Example of the WinImpact display; showing valuable data, the angle of fall, angle of rise and the absorbed energy value.
Data Analysis
This section explains the method used in the data analysis. The experimental value of energy absorbed was measured by the Charpy machine's scale and simultaneously recorded digitally by the WinImpact software, as shown in Figure 4. During the impact test, the software displayed the angle after the impact experiment (angle of rise). The impact signal was presented as a strain-time curve, as exemplified in Figure 5. The figure shows the impact duration, which is defined as the time difference between the time at the point where the material starts to deform until it fractures. The area under the curve is derived from the shaded area as illustrated in the graph in Figure 5. Meanwhile, the maximum strain value is identified at the highest peak of the strain-time curve.
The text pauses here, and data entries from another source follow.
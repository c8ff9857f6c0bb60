//! System CPU measurement.
//!
//! Provides cgroup-aware CPU usage sampling for Kubernetes environments.
//!
//! # Cgroup Support
//!
//! - **cgroup v2**: Modern unified hierarchy (default on newer kernels)
//! - **cgroup v1**: Legacy hierarchy (still common in production)
//!
//! Without a CPU controller the sampler falls back to the process's own CPU
//! time from `getrusage`.
//!
//! # Example
//!
//! ```rust,ignore
//! use std::sync::Arc;
//! use tokio_shedder::system::{CpuProvider, CpuSampler};
//!
//! let sampler = Arc::new(CpuSampler::new());
//! sampler.start();
//! println!("CPU: {}‰", sampler.cpu_usage());
//! ```

mod cgroup;
mod cpu;
mod error;

pub use cgroup::{parse_cpu_list, Cgroup, CgroupVersion};
pub use cpu::{
    CpuProvider, CpuSampler, CpuTimeSource, FixedCpu, ProcessCpuTime, CPU_REFRESH_INTERVAL,
    MAX_CPU_USAGE,
};
pub use error::{SamplerError, SamplerResult};
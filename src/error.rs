//! Crate-level error types.

use std::fmt;

/// Errors returned by shedders and their building blocks.
#[derive(Debug, Clone, PartialEq, Eq)]
pub enum Error {
    /// The request was shed to protect the service.
    ///
    /// Callers usually map this to `503 Service Unavailable` or gRPC
    /// `UNAVAILABLE`. It is never retried internally.
    ServiceOverloaded,

    /// A shedder or window was built with an unusable shape.
    InvalidConfig {
        /// Option that failed validation.
        field: &'static str,
        /// Human-readable reason.
        message: String,
    },
}

impl Error {
    /// Check if this is the overload sentinel.
    pub fn is_overloaded(&self) -> bool {
        matches!(self, Error::ServiceOverloaded)
    }

    pub(crate) fn invalid(field: &'static str, message: impl Into<String>) -> Self {
        Error::InvalidConfig {
            field,
            message: message.into(),
        }
    }
}

impl fmt::Display for Error {
    fn fmt(&self, f: &mut fmt::Formatter<'_>) -> fmt::Result {
        match self {
            Error::ServiceOverloaded => write!(f, "service overloaded"),
            Error::InvalidConfig { field, message } => {
                write!(f, "invalid {}: {}", field, message)
            }
        }
    }
}

impl std::error::Error for Error {}

/// Result type alias for shedder operations.
pub type Result<T> = std::result::Result<T, Error>;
Example of impact strain signal indicating the impact duration, maximum strain, and the area under the curve.
Results and Discussion
The results of the impact strain signal for each material are illustrated in Figures 6 to 8. For a more distinct comparison, samples from each material were combined, as shown in Figure 9. All the graphs were optimized and selected within the time range of 0 milliseconds to 3.6 milliseconds. The deformation started at 0.5 milliseconds and ended before reaching 3.0 milliseconds; this is referred to as the impact duration period. Focusing on the strain deformation section of the graph, each material exhibits a different curve pattern. SS 304 demonstrates a larger area under the curve compared to the other two materials. In contrast, the graphs of AA
7075-T6 have quite sharp curve shapes. However, the curve for AA 6061-T6 is somewhat less sharp and larger than the curve for AA 7075-T6. The shape is further clarified by analyzing the area under the curve, which was derived from the graphs obtained.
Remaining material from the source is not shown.